Each GAR produced detailed sets of recommendations. While these were specific to the theme of each report, they can be summarized as two mutually supportive streams, brought into increasing focus as they flowed through the three reports: (1) address the underlying drivers of disaster risk to avoid risk generation and accumulation, and (2) strengthen the governance of disaster risk in order to be able to do so.
GAR15 focuses on the second of these streams and presents the case for a broad reinterpretation of disaster risk reduction. As the HFA draws to a close, GAR15 questions whether the way in which disaster risk reduction has been approached under the HFA is really fit for purpose in a world now threatened by catastrophic increases in disaster risk.

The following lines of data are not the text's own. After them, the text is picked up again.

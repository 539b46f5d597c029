//! Info request repository

use async_trait::async_trait;
use chrono::{DateTime, Utc};
use sqlx::{PgPool, Postgres, QueryBuilder};
use uuid::Uuid;

use core_kernel::{PortError, RequestId, ReturnId, UserId};
use domain_requests::{
    InfoRequest, RequestError, RequestFilter, RequestRepository, RequestStatus, ThreadMessage,
};

use crate::error::{request_err, StoreError};
use super::{enum_from_text, enum_to_text, from_json, to_json};

const SELECT_COLUMNS: &str = "id, return_id, client_id, client_name, subject, status, \
     opened_by, messages, created_at, last_updated";

/// PostgreSQL-backed info request store
#[derive(Debug, Clone)]
pub struct PgRequestStore {
    pool: PgPool,
}

impl PgRequestStore {
    pub fn new(pool: PgPool) -> Self {
        Self { pool }
    }

    async fn mutate<F>(&self, id: RequestId, f: F) -> Result<InfoRequest, PortError>
    where
        F: FnOnce(&mut InfoRequest) -> Result<(), RequestError> + Send,
    {
        let mut tx = self.pool.begin().await.map_err(StoreError::from)?;

        let sql = format!("SELECT {SELECT_COLUMNS} FROM info_requests WHERE id = $1 FOR UPDATE");
        let row = sqlx::query_as::<_, RequestRow>(&sql)
            .bind(*id.as_uuid())
            .fetch_optional(&mut *tx)
            .await
            .map_err(StoreError::from)?
            .ok_or_else(|| PortError::not_found("InfoRequest", id))?;

        let mut request = row.into_aggregate()?;
        f(&mut request).map_err(request_err)?;

        let row = RequestRow::from_aggregate(&request)?;
        sqlx::query(
            "UPDATE info_requests SET status = $2, messages = $3, last_updated = $4 WHERE id = $1",
        )
        .bind(row.id)
        .bind(&row.status)
        .bind(&row.messages)
        .bind(row.last_updated)
        .execute(&mut *tx)
        .await
        .map_err(StoreError::from)?;

        tx.commit().await.map_err(StoreError::from)?;
        Ok(request)
    }
}

#[async_trait]
impl RequestRepository for PgRequestStore {
    async fn insert(&self, request: &InfoRequest) -> Result<(), PortError> {
        let row = RequestRow::from_aggregate(request)?;
        sqlx::query(
            "INSERT INTO info_requests (id, return_id, client_id, client_name, subject, status, \
             opened_by, messages, created_at, last_updated) \
             VALUES ($1, $2, $3, $4, $5, $6, $7, $8, $9, $10)",
        )
        .bind(row.id)
        .bind(row.return_id)
        .bind(row.client_id)
        .bind(&row.client_name)
        .bind(&row.subject)
        .bind(&row.status)
        .bind(row.opened_by)
        .bind(&row.messages)
        .bind(row.created_at)
        .bind(row.last_updated)
        .execute(&self.pool)
        .await
        .map_err(StoreError::from)?;
        Ok(())
    }

    async fn fetch(&self, id: RequestId) -> Result<InfoRequest, PortError> {
        let sql = format!("SELECT {SELECT_COLUMNS} FROM info_requests WHERE id = $1");
        let row = sqlx::query_as::<_, RequestRow>(&sql)
            .bind(*id.as_uuid())
            .fetch_optional(&self.pool)
            .await
            .map_err(StoreError::from)?
            .ok_or_else(|| PortError::not_found("InfoRequest", id))?;
        Ok(row.into_aggregate()?)
    }

    async fn list(&self, filter: &RequestFilter) -> Result<Vec<InfoRequest>, PortError> {
        let mut builder: QueryBuilder<Postgres> = QueryBuilder::new(format!(
            "SELECT {SELECT_COLUMNS} FROM info_requests WHERE 1 = 1"
        ));
        if let Some(return_id) = filter.return_id {
            builder.push(" AND return_id = ");
            builder.push_bind(*return_id.as_uuid());
        }
        if let Some(client_id) = filter.client_id {
            builder.push(" AND client_id = ");
            builder.push_bind(*client_id.as_uuid());
        }
        builder.push(" ORDER BY last_updated DESC");

        let rows = builder
            .build_query_as::<RequestRow>()
            .fetch_all(&self.pool)
            .await
            .map_err(StoreError::from)?;
        rows.into_iter()
            .map(|row| row.into_aggregate().map_err(PortError::from))
            .collect()
    }

    async fn append_reply(
        &self,
        id: RequestId,
        message: ThreadMessage,
    ) -> Result<InfoRequest, PortError> {
        self.mutate(id, |r| r.reply(message)).await
    }

    async fn resolve(&self, id: RequestId) -> Result<InfoRequest, PortError> {
        self.mutate(id, |r| r.resolve()).await
    }

    async fn close(&self, id: RequestId) -> Result<InfoRequest, PortError> {
        self.mutate(id, |r| r.close()).await
    }
}

/// Database row for an info request thread
#[derive(Debug, sqlx::FromRow)]
struct RequestRow {
    id: Uuid,
    return_id: Uuid,
    client_id: Uuid,
    client_name: String,
    subject: String,
    status: String,
    opened_by: Uuid,
    messages: serde_json::Value,
    created_at: DateTime<Utc>,
    last_updated: DateTime<Utc>,
}

impl RequestRow {
    fn from_aggregate(request: &InfoRequest) -> Result<Self, StoreError> {
        Ok(Self {
            id: *request.id.as_uuid(),
            return_id: *request.return_id.as_uuid(),
            client_id: *request.client_id.as_uuid(),
            client_name: request.client_name.clone(),
            subject: request.subject.clone(),
            status: enum_to_text(&request.status)?,
            opened_by: *request.opened_by.as_uuid(),
            messages: to_json(&request.messages)?,
            created_at: request.created_at,
            last_updated: request.last_updated,
        })
    }

    fn into_aggregate(self) -> Result<InfoRequest, StoreError> {
        let status: RequestStatus = enum_from_text(&self.status)?;
        Ok(InfoRequest {
            id: RequestId::from_uuid(self.id),
            return_id: ReturnId::from_uuid(self.return_id),
            client_id: self.client_id.into(),
            client_name: self.client_name,
            subject: self.subject,
            status,
            opened_by: UserId::from_uuid(self.opened_by),
            messages: from_json(self.messages)?,
            created_at: self.created_at,
            last_updated: self.last_updated,
        })
    }
}
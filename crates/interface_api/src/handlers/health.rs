//! Health check handlers

use axum::Json;
use serde::Serialize;

#[derive(Serialize)]
pub struct HealthResponse {
    pub status: String,
    pub version: String,
}

/// Health check endpoint
pub async fn health_check() -> Json<HealthResponse> {
    Json(HealthResponse {
        status: "healthy".to_string(),
        version: env!("CARGO_PKG_VERSION").to_string(),
    })
}

/// Readiness check
///
/// The services own their storage handles, so readiness is the router
/// being wired at all.
pub async fn readiness_check() -> Json<HealthResponse> {
    Json(HealthResponse {
        status: "ready".to_string(),
        version: env!("CARGO_PKG_VERSION").to_string(),
    })
}
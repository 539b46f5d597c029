//! Tests for domain_review

use async_trait::async_trait;
use chrono::Utc;
use rust_decimal_macros::dec;
use std::collections::HashMap;
use std::sync::Arc;
use tokio::sync::RwLock;

use core_kernel::{
    Actor, ClientId, Money, NoticeKind, NotificationSink, PortError, ReturnId, UserId,
};
use domain_filing::{
    DecisionRuling, DocumentRef, EmployeeStatus, FbrStatus, IncomeEntry, ReturnFilter,
    ReturnRepository, TaxAssessment, TaxReturn, VerificationOutcome,
};
use domain_review::{ReviewContext, ReviewEngine, ReviewError};
use test_utils::{assert_decision_eligible, assert_finalized, ActorFixtures, TestReturnBuilder};

#[derive(Default)]
struct StubReturnRepo {
    returns: RwLock<HashMap<ReturnId, TaxReturn>>,
}

impl StubReturnRepo {
    async fn seed(&self, tax_return: TaxReturn) {
        self.returns
            .write()
            .await
            .insert(tax_return.id, tax_return);
    }

    async fn mutate<F>(&self, id: ReturnId, f: F) -> Result<TaxReturn, PortError>
    where
        F: FnOnce(&mut TaxReturn) -> Result<(), domain_filing::FilingError>,
    {
        let mut returns = self.returns.write().await;
        let tax_return = returns
            .get_mut(&id)
            .ok_or_else(|| PortError::not_found("TaxReturn", id.to_string()))?;
        f(tax_return).map_err(|err| PortError::conflict(err.to_string()))?;
        Ok(tax_return.clone())
    }
}

#[async_trait]
impl ReturnRepository for StubReturnRepo {
    async fn insert(&self, tax_return: &TaxReturn) -> Result<(), PortError> {
        self.seed(tax_return.clone()).await;
        Ok(())
    }

    async fn fetch(&self, id: ReturnId) -> Result<TaxReturn, PortError> {
        self.returns
            .read()
            .await
            .get(&id)
            .cloned()
            .ok_or_else(|| PortError::not_found("TaxReturn", id.to_string()))
    }

    async fn list(&self, filter: &ReturnFilter) -> Result<Vec<TaxReturn>, PortError> {
        let returns = self.returns.read().await;
        Ok(returns
            .values()
            .filter(|r| filter.client_id.map_or(true, |c| r.client_id == c))
            .filter(|r| !filter.decision_eligible || r.is_decision_eligible())
            .cloned()
            .collect())
    }

    async fn attach_document(
        &self,
        id: ReturnId,
        document: DocumentRef,
    ) -> Result<TaxReturn, PortError> {
        self.mutate(id, |r| r.attach_document(document)).await
    }

    async fn update_income(
        &self,
        id: ReturnId,
        income_entries: Vec<IncomeEntry>,
    ) -> Result<TaxReturn, PortError> {
        self.mutate(id, |r| r.update_income(income_entries)).await
    }

    async fn acknowledge_declaration(&self, id: ReturnId) -> Result<TaxReturn, PortError> {
        self.mutate(id, |r| r.acknowledge_declaration()).await
    }

    async fn submit(
        &self,
        id: ReturnId,
        now: chrono::DateTime<Utc>,
    ) -> Result<TaxReturn, PortError> {
        self.mutate(id, |r| r.submit(now)).await
    }

    async fn begin_review(&self, id: ReturnId) -> Result<TaxReturn, PortError> {
        self.mutate(id, |r| r.begin_review()).await
    }

    async fn verify(
        &self,
        id: ReturnId,
        outcome: VerificationOutcome,
    ) -> Result<TaxReturn, PortError> {
        self.mutate(id, |r| r.verify(outcome)).await
    }

    async fn save_assessment(
        &self,
        id: ReturnId,
        assessment: &TaxAssessment,
    ) -> Result<TaxReturn, PortError> {
        let assessment = assessment.clone();
        self.mutate(id, |r| r.record_assessment(assessment)).await
    }

    async fn take_up(&self, id: ReturnId) -> Result<TaxReturn, PortError> {
        self.mutate(id, |r| r.take_up_review()).await
    }

    async fn decide(&self, id: ReturnId, ruling: DecisionRuling) -> Result<TaxReturn, PortError> {
        self.mutate(id, |r| r.apply_decision(ruling)).await
    }
}

#[derive(Default)]
struct RecordingSink {
    pushed: RwLock<Vec<(UserId, String, NoticeKind)>>,
}

#[async_trait]
impl NotificationSink for RecordingSink {
    async fn push(
        &self,
        recipient: UserId,
        title: &str,
        _message: &str,
        kind: NoticeKind,
    ) -> Result<(), PortError> {
        self.pushed
            .write()
            .await
            .push((recipient, title.to_string(), kind));
        Ok(())
    }
}

fn officer() -> Actor {
    ActorFixtures::officer()
}

fn client_actor() -> Actor {
    ActorFixtures::client()
}

fn forwarded_return(client_id: ClientId) -> TaxReturn {
    TestReturnBuilder::new()
        .with_client_id(client_id)
        .build_in_review()
}

async fn setup() -> (ReviewEngine, Arc<StubReturnRepo>, Arc<RecordingSink>) {
    let repo = Arc::new(StubReturnRepo::default());
    let sink = Arc::new(RecordingSink::default());
    let engine = ReviewEngine::new(repo.clone(), sink.clone());
    (engine, repo, sink)
}

mod queue {
    use super::*;

    #[tokio::test]
    async fn test_queue_lists_only_eligible_returns() {
        let (engine, repo, _) = setup().await;

        let eligible = forwarded_return(ClientId::new());
        let eligible_id = eligible.id;
        repo.seed(eligible).await;

        let draft = TestReturnBuilder::new()
            .with_client_name("Sara Khan")
            .build_draft();
        repo.seed(draft).await;

        let queue = engine.queue(&officer()).await.unwrap();
        assert_eq!(queue.len(), 1);
        assert_eq!(queue[0].id, eligible_id);
    }

    #[tokio::test]
    async fn test_queue_drops_decided_returns() {
        let (engine, repo, _) = setup().await;
        let tax_return = forwarded_return(ClientId::new());
        let id = tax_return.id;
        repo.seed(tax_return).await;

        engine
            .decide(&officer(), id, DecisionRuling::Approved, None)
            .await
            .unwrap();

        assert!(engine.queue(&officer()).await.unwrap().is_empty());
    }

    #[tokio::test]
    async fn test_queue_requires_officer_role() {
        let (engine, _, _) = setup().await;
        let result = engine.queue(&client_actor()).await;
        assert!(matches!(result, Err(ReviewError::NotPermitted(_))));
    }
}

mod take_up {
    use super::*;

    #[tokio::test]
    async fn test_take_up_moves_to_under_review() {
        let (engine, repo, _) = setup().await;
        let tax_return = forwarded_return(ClientId::new());
        let id = tax_return.id;
        repo.seed(tax_return).await;

        let updated = engine.take_up(&officer(), id).await.unwrap();
        assert_eq!(updated.fbr_status, Some(FbrStatus::UnderReview));
        // Still in the queue until a ruling lands.
        assert_decision_eligible(&updated);
    }

    #[tokio::test]
    async fn test_take_up_rejects_unforwarded_return() {
        let (engine, repo, _) = setup().await;
        let mut tax_return = forwarded_return(ClientId::new());
        let id = tax_return.id;
        // Firm has not reached in_review yet.
        tax_return.employee_status = EmployeeStatus::Submitted;
        repo.seed(tax_return).await;

        let result = engine.take_up(&officer(), id).await;
        assert!(matches!(result, Err(ReviewError::NotEligible { .. })));
    }
}

mod decisions {
    use super::*;

    #[tokio::test]
    async fn test_decide_finalizes_and_notifies_client() {
        let (engine, repo, sink) = setup().await;
        let client_id = ClientId::new();
        let tax_return = forwarded_return(client_id);
        let id = tax_return.id;
        repo.seed(tax_return).await;

        let (updated, decision) = engine
            .decide(&officer(), id, DecisionRuling::Approved, Some("Clean filing".into()))
            .await
            .unwrap();

        assert_eq!(updated.fbr_status, Some(FbrStatus::Approved));
        assert_finalized(&updated);
        assert_eq!(decision.ruling, DecisionRuling::Approved);
        assert_eq!(decision.notes.as_deref(), Some("Clean filing"));

        let pushed = sink.pushed.read().await;
        assert_eq!(pushed.len(), 1);
        assert_eq!(pushed[0].0, UserId::from(client_id));
        assert_eq!(pushed[0].1, "Return Approved");
        assert_eq!(pushed[0].2, NoticeKind::Success);
    }

    #[tokio::test]
    async fn test_objection_is_terminal() {
        let (engine, repo, _) = setup().await;
        let tax_return = forwarded_return(ClientId::new());
        let id = tax_return.id;
        repo.seed(tax_return).await;

        engine
            .decide(&officer(), id, DecisionRuling::Objection, None)
            .await
            .unwrap();

        let result = engine
            .decide(&officer(), id, DecisionRuling::Approved, None)
            .await;
        assert!(matches!(result, Err(ReviewError::NotEligible { .. })));
    }

    #[tokio::test]
    async fn test_decide_requires_officer_role() {
        let (engine, repo, _) = setup().await;
        let tax_return = forwarded_return(ClientId::new());
        let id = tax_return.id;
        repo.seed(tax_return).await;

        let result = engine
            .decide(&client_actor(), id, DecisionRuling::Approved, None)
            .await;
        assert!(matches!(result, Err(ReviewError::NotPermitted(_))));
    }

    #[tokio::test]
    async fn test_decide_missing_return() {
        let (engine, _, _) = setup().await;
        let result = engine
            .decide(&officer(), ReturnId::new(), DecisionRuling::Approved, None)
            .await;
        assert!(matches!(result, Err(ReviewError::ReturnNotFound(_))));
    }
}

mod context {
    use super::*;
    use rust_decimal::Decimal;

    #[tokio::test]
    async fn test_context_assembles_breakdown_and_documents() {
        let (engine, repo, _) = setup().await;
        let mut tax_return = forwarded_return(ClientId::new());
        let assessment = TaxAssessment::compute(
            tax_return.total_income,
            Money::rupees(Decimal::ZERO),
            core_kernel::Rate::from_percentage(dec!(10)),
            Money::rupees(Decimal::ZERO),
        )
        .unwrap();
        tax_return.record_assessment(assessment).unwrap();
        let id = tax_return.id;
        repo.seed(tax_return).await;

        let context: ReviewContext = engine.review_context(&officer(), id).await.unwrap();
        assert_eq!(context.return_id, id);
        assert_eq!(context.income_breakdown.len(), 1);
        assert_eq!(context.documents.len(), 1);
        assert!(context.declaration_acknowledged);
        assert!(context.assessment.is_some());
    }

    #[tokio::test]
    async fn test_context_denied_to_clients() {
        let (engine, repo, _) = setup().await;
        let tax_return = forwarded_return(ClientId::new());
        let id = tax_return.id;
        repo.seed(tax_return).await;

        let result = engine.review_context(&client_actor(), id).await;
        assert!(matches!(result, Err(ReviewError::NotPermitted(_))));
    }
}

In Part I of GAR15, new evidence on contemporary patterns and trends in disaster risk is presented in order to assess the extent to which the expected outcome of the HFA has been achieved. Parts II and III examine whether the way disaster risk reduction has been approached is appropriate to address an increasingly accelerated generation and accumulation of disaster risks. The concluding chapter shows why the focus of disaster risk reduction needs to move from managing disasters to managing risks if it is to contribute to making development sustainable.
Disaster risk still on the rise
GAR15 comes at a critical time for disaster risk
reduction. The expected outcome of the HFA has only been partially achieved. Twenty-five years after UN Member States adopted the International Decade for Natural Disaster Reduction (IDNDR) and ten years after the adoption of the HFA, global disaster risk has not been reduced significantly. While improvements in disaster management have led to dramatic reductions in mortality in some countries, economic losses are now reaching an average of US$250 billion to US$300 billion each year.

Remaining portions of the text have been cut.